YOUR OBJECTIVE: Scan the entries for the word "separated" and report how many lines contain it, as a number with no other words.

SOURCE INFORMATION:
——————

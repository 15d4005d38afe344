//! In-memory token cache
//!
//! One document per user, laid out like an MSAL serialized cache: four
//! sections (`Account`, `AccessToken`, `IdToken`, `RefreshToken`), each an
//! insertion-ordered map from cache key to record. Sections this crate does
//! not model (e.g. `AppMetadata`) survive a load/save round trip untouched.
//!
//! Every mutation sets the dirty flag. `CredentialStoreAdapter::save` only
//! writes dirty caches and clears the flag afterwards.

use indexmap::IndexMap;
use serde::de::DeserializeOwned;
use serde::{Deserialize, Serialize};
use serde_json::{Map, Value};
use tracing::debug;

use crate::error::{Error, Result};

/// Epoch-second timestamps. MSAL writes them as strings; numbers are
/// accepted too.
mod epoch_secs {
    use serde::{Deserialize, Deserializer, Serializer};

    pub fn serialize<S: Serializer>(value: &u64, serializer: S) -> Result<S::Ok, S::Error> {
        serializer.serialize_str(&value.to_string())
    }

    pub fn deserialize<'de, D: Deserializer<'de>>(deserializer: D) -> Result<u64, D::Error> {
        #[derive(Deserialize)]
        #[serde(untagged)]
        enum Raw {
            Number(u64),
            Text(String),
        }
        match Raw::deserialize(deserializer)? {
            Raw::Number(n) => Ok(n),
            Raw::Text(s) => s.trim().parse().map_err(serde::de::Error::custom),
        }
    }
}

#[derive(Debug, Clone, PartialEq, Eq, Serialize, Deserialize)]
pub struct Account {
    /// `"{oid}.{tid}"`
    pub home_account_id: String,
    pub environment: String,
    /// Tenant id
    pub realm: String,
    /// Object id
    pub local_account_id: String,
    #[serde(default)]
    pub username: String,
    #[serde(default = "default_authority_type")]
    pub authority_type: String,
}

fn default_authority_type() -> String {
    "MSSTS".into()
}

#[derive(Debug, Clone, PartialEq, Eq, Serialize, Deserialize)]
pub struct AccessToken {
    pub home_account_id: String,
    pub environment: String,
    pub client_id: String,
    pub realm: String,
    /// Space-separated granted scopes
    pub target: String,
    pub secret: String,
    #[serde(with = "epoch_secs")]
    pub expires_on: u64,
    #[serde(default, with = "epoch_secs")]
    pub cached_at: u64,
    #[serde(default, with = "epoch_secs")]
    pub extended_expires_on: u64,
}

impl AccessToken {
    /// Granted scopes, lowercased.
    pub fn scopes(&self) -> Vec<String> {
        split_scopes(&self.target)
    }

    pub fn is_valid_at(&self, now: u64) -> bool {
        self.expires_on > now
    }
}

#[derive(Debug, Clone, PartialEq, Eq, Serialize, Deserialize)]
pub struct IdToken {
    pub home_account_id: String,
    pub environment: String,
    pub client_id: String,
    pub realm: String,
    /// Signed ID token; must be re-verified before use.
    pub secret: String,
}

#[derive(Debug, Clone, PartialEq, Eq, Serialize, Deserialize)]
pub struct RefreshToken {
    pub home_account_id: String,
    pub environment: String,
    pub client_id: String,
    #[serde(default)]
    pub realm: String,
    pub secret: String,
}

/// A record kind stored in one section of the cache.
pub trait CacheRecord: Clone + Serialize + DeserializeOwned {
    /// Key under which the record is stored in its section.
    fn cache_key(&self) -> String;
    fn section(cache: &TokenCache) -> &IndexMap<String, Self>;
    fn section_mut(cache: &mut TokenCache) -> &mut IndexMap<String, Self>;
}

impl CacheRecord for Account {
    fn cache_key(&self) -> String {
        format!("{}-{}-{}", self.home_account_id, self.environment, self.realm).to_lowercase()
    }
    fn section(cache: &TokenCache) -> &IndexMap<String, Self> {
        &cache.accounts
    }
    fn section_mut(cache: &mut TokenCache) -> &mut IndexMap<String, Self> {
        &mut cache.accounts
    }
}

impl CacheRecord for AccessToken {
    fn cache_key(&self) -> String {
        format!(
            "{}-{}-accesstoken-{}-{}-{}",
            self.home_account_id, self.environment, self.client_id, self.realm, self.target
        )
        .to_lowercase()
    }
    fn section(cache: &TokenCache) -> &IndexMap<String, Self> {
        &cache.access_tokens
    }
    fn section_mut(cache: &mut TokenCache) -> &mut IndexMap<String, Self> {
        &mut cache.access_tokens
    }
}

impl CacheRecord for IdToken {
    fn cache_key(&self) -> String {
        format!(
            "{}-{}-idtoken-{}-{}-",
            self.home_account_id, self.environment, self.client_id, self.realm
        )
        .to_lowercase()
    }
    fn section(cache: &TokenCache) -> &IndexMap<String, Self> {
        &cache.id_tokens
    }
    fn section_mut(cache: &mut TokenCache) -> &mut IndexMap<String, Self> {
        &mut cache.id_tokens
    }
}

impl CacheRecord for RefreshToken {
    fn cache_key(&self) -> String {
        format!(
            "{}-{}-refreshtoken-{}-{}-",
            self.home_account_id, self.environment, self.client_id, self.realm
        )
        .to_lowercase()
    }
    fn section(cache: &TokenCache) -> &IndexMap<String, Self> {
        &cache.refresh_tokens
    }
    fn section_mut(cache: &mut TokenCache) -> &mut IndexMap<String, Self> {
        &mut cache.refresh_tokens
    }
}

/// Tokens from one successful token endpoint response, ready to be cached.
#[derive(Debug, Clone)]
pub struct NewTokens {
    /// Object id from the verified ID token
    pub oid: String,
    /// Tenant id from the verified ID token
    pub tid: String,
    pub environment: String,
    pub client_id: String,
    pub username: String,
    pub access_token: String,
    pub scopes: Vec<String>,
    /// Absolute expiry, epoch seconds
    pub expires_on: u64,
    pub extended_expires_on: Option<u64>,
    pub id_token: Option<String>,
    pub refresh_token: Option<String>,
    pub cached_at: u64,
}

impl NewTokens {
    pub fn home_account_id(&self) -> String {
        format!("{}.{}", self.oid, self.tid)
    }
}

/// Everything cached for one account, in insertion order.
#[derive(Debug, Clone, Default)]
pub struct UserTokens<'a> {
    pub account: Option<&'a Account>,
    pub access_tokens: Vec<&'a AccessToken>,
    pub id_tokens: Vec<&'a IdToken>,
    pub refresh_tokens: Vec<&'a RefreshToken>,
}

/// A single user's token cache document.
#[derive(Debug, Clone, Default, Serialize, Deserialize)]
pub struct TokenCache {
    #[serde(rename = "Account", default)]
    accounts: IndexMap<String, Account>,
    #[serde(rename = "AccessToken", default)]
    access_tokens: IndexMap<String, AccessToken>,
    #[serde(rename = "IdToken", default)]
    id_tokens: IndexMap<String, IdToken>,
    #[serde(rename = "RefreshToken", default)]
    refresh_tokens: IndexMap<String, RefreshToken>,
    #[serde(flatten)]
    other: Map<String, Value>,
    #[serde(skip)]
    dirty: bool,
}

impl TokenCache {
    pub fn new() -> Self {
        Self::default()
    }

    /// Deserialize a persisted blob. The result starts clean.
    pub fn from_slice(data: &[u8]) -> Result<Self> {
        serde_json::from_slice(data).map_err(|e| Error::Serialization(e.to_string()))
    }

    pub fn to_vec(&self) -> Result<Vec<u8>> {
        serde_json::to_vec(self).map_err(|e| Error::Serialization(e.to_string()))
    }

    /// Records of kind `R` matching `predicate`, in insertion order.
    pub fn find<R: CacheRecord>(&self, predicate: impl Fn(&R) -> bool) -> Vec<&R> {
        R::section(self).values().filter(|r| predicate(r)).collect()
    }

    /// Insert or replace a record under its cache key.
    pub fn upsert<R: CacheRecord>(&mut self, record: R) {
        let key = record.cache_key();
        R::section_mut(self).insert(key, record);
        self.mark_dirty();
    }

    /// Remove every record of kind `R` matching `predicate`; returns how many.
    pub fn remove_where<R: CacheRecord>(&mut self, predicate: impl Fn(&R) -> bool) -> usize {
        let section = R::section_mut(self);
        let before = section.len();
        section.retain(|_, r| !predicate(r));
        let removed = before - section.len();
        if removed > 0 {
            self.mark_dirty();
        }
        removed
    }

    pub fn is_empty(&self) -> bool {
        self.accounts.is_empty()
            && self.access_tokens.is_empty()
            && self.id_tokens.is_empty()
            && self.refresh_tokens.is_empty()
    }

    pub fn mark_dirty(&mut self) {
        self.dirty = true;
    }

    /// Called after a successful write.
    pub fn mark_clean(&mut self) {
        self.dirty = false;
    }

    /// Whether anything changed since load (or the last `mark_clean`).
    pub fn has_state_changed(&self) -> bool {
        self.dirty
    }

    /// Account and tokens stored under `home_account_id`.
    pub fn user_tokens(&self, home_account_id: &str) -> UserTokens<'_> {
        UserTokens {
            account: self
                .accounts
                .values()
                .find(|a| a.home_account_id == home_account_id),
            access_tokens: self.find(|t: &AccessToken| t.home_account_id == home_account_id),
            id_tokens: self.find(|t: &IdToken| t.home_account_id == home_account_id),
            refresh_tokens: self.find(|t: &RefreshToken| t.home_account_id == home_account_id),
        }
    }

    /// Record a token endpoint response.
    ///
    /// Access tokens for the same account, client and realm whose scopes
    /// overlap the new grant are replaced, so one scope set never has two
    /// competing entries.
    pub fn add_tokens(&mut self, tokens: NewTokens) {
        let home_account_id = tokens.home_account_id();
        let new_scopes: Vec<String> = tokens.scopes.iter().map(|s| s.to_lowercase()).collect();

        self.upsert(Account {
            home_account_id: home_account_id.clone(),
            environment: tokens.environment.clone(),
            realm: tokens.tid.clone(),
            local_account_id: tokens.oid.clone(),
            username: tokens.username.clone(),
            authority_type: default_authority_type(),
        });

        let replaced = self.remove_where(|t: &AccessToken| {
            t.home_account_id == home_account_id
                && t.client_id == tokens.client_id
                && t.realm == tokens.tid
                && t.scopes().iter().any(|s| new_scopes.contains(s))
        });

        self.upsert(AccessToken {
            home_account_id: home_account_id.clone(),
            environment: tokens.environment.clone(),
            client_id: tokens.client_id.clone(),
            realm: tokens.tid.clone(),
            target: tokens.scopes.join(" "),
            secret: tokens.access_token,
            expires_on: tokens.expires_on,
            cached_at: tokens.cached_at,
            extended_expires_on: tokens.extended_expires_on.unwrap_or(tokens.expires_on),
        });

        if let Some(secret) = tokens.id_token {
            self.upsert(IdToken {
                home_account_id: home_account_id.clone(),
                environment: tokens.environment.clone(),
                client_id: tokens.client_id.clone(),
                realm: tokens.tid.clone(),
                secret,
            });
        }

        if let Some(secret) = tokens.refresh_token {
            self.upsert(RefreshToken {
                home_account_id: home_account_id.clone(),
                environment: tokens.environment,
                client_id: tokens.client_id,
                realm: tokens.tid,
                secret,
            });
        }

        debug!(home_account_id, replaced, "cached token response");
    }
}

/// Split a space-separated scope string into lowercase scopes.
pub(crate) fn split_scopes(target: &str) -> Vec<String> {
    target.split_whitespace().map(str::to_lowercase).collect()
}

——————

TASK ANSWER: 2